** GIVEN RECORDS follows **
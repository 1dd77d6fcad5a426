use crate::analyzer::context::CalculationContext;
use crate::analyzer::strategies::{BaseVersionCandidate, VersionStrategy};
use crate::config::VersionStrategyKind;
use crate::domain::branch::version_in_branch_name;
use crate::domain::{BranchGroup, MergeMessage, SemanticVersion};
use crate::error::Result;
use crate::git::Repository;

/// Release branch versions seen from tracking and main branches.
///
/// Tracking branches see live release branches from their merge base. Both
/// tracking and main branches see release branches merged into their history,
/// found by merge message so that deleted branches still count.
pub struct TrackReleaseBranchesStrategy;

impl TrackReleaseBranchesStrategy {
    fn release_version<R: Repository>(
        ctx: &CalculationContext<'_, R>,
        branch_name: &str,
    ) -> Option<SemanticVersion> {
        if ctx.resolver.resolve(branch_name).group != BranchGroup::Release {
            return None;
        }
        version_in_branch_name(branch_name, &ctx.config.tag_prefix, ctx.config.format)
    }
}

impl<R: Repository> VersionStrategy<R> for TrackReleaseBranchesStrategy {
    fn kind(&self) -> VersionStrategyKind {
        VersionStrategyKind::TrackReleaseBranches
    }

    fn candidates(&self, ctx: &CalculationContext<'_, R>) -> Result<Vec<BaseVersionCandidate>> {
        let branch = &ctx.branch;
        if !branch.tracks_release_branches && !branch.is_main_branch {
            return Ok(Vec::new());
        }

        let mut candidates = Vec::new();

        if branch.tracks_release_branches {
            for release in ctx.other_branches() {
                let Some(version) = Self::release_version(ctx, &release.name) else {
                    continue;
                };
                let Some(merge_base) = ctx.repo().merge_base(release.tip, ctx.target)? else {
                    continue;
                };
                candidates.push(BaseVersionCandidate::new(
                    VersionStrategyKind::TrackReleaseBranches,
                    version,
                    Some(merge_base),
                    format!("release branch '{}'", release.name),
                ));
            }
        }

        // merges behind the latest reachable tag are superseded by it
        let floor = ctx
            .reachable_tags(ctx.target)?
            .into_iter()
            .max_by(|a, b| a.version.cmp(&b.version))
            .map(|tag| tag.target);
        for commit in ctx.graph.commits_between(floor, ctx.target)? {
            if !commit.is_merge() {
                continue;
            }
            let Some(merge) = MergeMessage::parse(&commit.message) else {
                continue;
            };
            let Some(version) = Self::release_version(ctx, &merge.merged_branch) else {
                continue;
            };

            let mut candidate = BaseVersionCandidate::new(
                VersionStrategyKind::TrackReleaseBranches,
                version,
                Some(commit.id),
                format!("merged release branch '{}'", merge.merged_branch),
            );
            candidate.should_increment = !branch.prevent_increment_of_merged_branch;
            candidates.push(candidate);
        }

        Ok(candidates)
    }
}

#[cfg(test)]
mod tests {
    use super::*;
    use crate::config::{Config, Configuration};
    use crate::git::MockRepository;

    fn configuration() -> Configuration {
        Configuration::build(&Config::default()).unwrap()
    }

    #[test]
    fn test_develop_sees_live_release_branch() {
        let mut repo = MockRepository::new();
        repo.commit("a");
        repo.branch("develop");
        let fork = repo.commit("d");
        repo.branch("release/1.3.0");
        repo.commit("r");
        repo.checkout("develop").unwrap();
        let tip = repo.commit("next feature");
        let config = configuration();
        let ctx = CalculationContext::new(&repo, &config, tip, "develop").unwrap();

        let candidates = TrackReleaseBranchesStrategy.candidates(&ctx).unwrap();
        assert_eq!(candidates.len(), 1);
        assert_eq!(candidates[0].version, SemanticVersion::new(1, 3, 0));
        assert_eq!(candidates[0].source, Some(fork));
        assert!(candidates[0].should_increment);
    }

    #[test]
    fn test_main_sees_deleted_release_through_merge_message() {
        let mut repo = MockRepository::new();
        repo.commit("a");
        repo.branch("release/2.0.0");
        repo.commit("r");
        repo.checkout("main").unwrap();
        let merge = repo.merge("release/2.0.0").unwrap();
        repo.delete_branch("release/2.0.0");
        let tip = repo.commit("after");
        let config = configuration();
        let ctx = CalculationContext::new(&repo, &config, tip, "main").unwrap();

        let candidates = TrackReleaseBranchesStrategy.candidates(&ctx).unwrap();
        assert_eq!(candidates.len(), 1);
        assert_eq!(candidates[0].version, SemanticVersion::new(2, 0, 0));
        assert_eq!(candidates[0].source, Some(merge));
        // main prevents incrementing merged branches
        assert!(!candidates[0].should_increment);
    }

    #[test]
    fn test_merges_behind_latest_tag_are_not_walked() {
        let mut repo = MockRepository::new();
        repo.commit("a");
        repo.branch("release/2.0.0");
        repo.commit("r");
        repo.checkout("main").unwrap();
        repo.merge("release/2.0.0").unwrap();
        repo.tag("2.0.0");
        repo.delete_branch("release/2.0.0");
        let tip = repo.commit("after");
        let config = configuration();
        let ctx = CalculationContext::new(&repo, &config, tip, "main").unwrap();

        assert!(TrackReleaseBranchesStrategy.candidates(&ctx).unwrap().is_empty());
        // four ancestors of the tip, then the one commit after the tag
        assert_eq!(ctx.graph.steps(), 5);
    }

    #[test]
    fn test_feature_branch_does_not_track() {
        let mut repo = MockRepository::new();
        repo.commit("a");
        repo.branch("release/1.0.0");
        repo.commit("r");
        repo.checkout("main").unwrap();
        repo.branch("feature/x");
        let tip = repo.commit("x");
        let config = configuration();
        let ctx = CalculationContext::new(&repo, &config, tip, "feature/x").unwrap();

        assert!(TrackReleaseBranchesStrategy.candidates(&ctx).unwrap().is_empty());
    }
}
** End of GIVEN RECORDS **
All of the entries above must be quoted exactly.

EXERCISE RESULT |
repository 1dd77d6fcad5a426
use crate::analyzer::context::CalculationContext;
use crate::analyzer::strategies::{BaseVersionCandidate, VersionStrategy};
use crate::config::VersionStrategyKind;
use crate::domain::branch::version_in_branch_name;
use crate::domain::{BranchGroup, MergeMessage, SemanticVersion};
use crate::error::Result;
use crate::git::Repository;

/// Release branch versions seen from tracking and main branches.
///
/// Tracking branches see live release branches from their merge base. Both
/// tracking and main branches see release branches merged into their history,
/// found by merge message so that deleted branches still count.
pub struct TrackReleaseBranchesStrategy;

impl TrackReleaseBranchesStrategy {
    fn release_version<R: Repository>(
        ctx: &CalculationContext<'_, R>,
        branch_name: &str,
    ) -> Option<SemanticVersion> {
        if ctx.resolver.resolve(branch_name).group != BranchGroup::Release {
            return None;
        }
        version_in_branch_name(branch_name, &ctx.config.tag_prefix, ctx.config.format)
    }
}

impl<R: Repository> VersionStrategy<R> for TrackReleaseBranchesStrategy {
    fn kind(&self) -> VersionStrategyKind {
        VersionStrategyKind::TrackReleaseBranches
    }

    fn candidates(&self, ctx: &CalculationContext<'_, R>) -> Result<Vec<BaseVersionCandidate>> {
        let branch = &ctx.branch;
        if !branch.tracks_release_branches && !branch.is_main_branch {
            return Ok(Vec::new());
        }

        let mut candidates = Vec::new();

        if branch.tracks_release_branches {
            for release in ctx.other_branches() {
                let Some(version) = Self::release_version(ctx, &release.name) else {
                    continue;
                };
                let Some(merge_base) = ctx.repo().merge_base(release.tip, ctx.target)? else {
                    continue;
                };
                candidates.push(BaseVersionCandidate::new(
                    VersionStrategyKind::TrackReleaseBranches,
                    version,
                    Some(merge_base),
                    format!("release branch '{}'", release.name),
                ));
            }
        }

        // merges behind the latest reachable tag are superseded by it
        let floor = ctx
            .reachable_tags(ctx.target)?
            .into_iter()
            .max_by(|a, b| a.version.cmp(&b.version))
            .map(|tag| tag.target);
        for commit in ctx.graph.commits_between(floor, ctx.target)? {
            if !commit.is_merge() {
                continue;
            }
            let Some(merge) = MergeMessage::parse(&commit.message) else {
                continue;
            };
            let Some(version) = Self::release_version(ctx, &merge.merged_branch) else {
                continue;
            };

            let mut candidate = BaseVersionCandidate::new(
                VersionStrategyKind::TrackReleaseBranches,
                version,
                Some(commit.id),
                format!("merged release branch '{}'", merge.merged_branch),
            );
            candidate.should_increment = !branch.prevent_increment_of_merged_branch;
            candidates.push(candidate);
        }

        Ok(candidates)
    }
}

#[cfg(test)]
mod tests {
    use super::*;
    use crate::config::{Config, Configuration};
    use crate::git::MockRepository;

    fn configuration() -> Configuration {
        Configuration::build(&Config::default()).unwrap()
    }

    #[test]
    fn test_develop_sees_live_release_branch() {
        let mut repo = MockRepository::new();
        repo.commit("a");
        repo.branch("develop");
        let fork = repo.commit("d");
        repo.branch("release/1.3.0");
        repo.commit("r");
        repo.checkout("develop").unwrap();
        let tip = repo.commit("next feature");
        let config = configuration();
        let ctx = CalculationContext::new(&repo, &config, tip, "develop").unwrap();

        let candidates = TrackReleaseBranchesStrategy.candidates(&ctx).unwrap();
        assert_eq!(candidates.len(), 1);
        assert_eq!(candidates[0].version, SemanticVersion::new(1, 3, 0));
        assert_eq!(candidates[0].source, Some(fork));
        assert!(candidates[0].should_increment);
    }

    #[test]
    fn test_main_sees_deleted_release_through_merge_message() {
        let mut repo = MockRepository::new();
        repo.commit("a");
        repo.branch("release/2.0.0");
        repo.commit("r");
        repo.checkout("main").unwrap();
        let merge = repo.merge("release/2.0.0").unwrap();
        repo.delete_branch("release/2.0.0");
        let tip = repo.commit("after");
        let config = configuration();
        let ctx = CalculationContext::new(&repo, &config, tip, "main").unwrap();

        let candidates = TrackReleaseBranchesStrategy.candidates(&ctx).unwrap();
        assert_eq!(candidates.len(), 1);
        assert_eq!(candidates[0].version, SemanticVersion::new(2, 0, 0));
        assert_eq!(candidates[0].source, Some(merge));
        // main prevents incrementing merged branches
        assert!(!candidates[0].should_increment);
    }

    #[test]
    fn test_merges_behind_latest_tag_are_not_walked() {
        let mut repo = MockRepository::new();
        repo.commit("a");
        repo.branch("release/2.0.0");
        repo.commit("r");
        repo.checkout("main").unwrap();
        repo.merge("release/2.0.0").unwrap();
        repo.tag("2.0.0");
        repo.delete_branch("release/2.0.0");
        let tip = repo.commit("after");
        let config = configuration();
        let ctx = CalculationContext::new(&repo, &config, tip, "main").unwrap();

        assert!(TrackReleaseBranchesStrategy.candidates(&ctx).unwrap().is_empty());
        // four ancestors of the tip, then the one commit after the tag
        assert_eq!(ctx.graph.steps(), 5);
    }

    #[test]
    fn test_feature_branch_does_not_track() {
        let mut repo = MockRepository::new();
        repo.commit("a");
        repo.branch("release/1.0.0");
        repo.commit("r");
        repo.checkout("main").unwrap();
        repo.branch("feature/x");
        let tip = repo.commit("x");
        let config = configuration();
        let ctx = CalculationContext::new(&repo, &config, tip, "feature/x").unwrap();

        assert!(TrackReleaseBranchesStrategy.candidates(&ctx).unwrap().is_empty());
    }
}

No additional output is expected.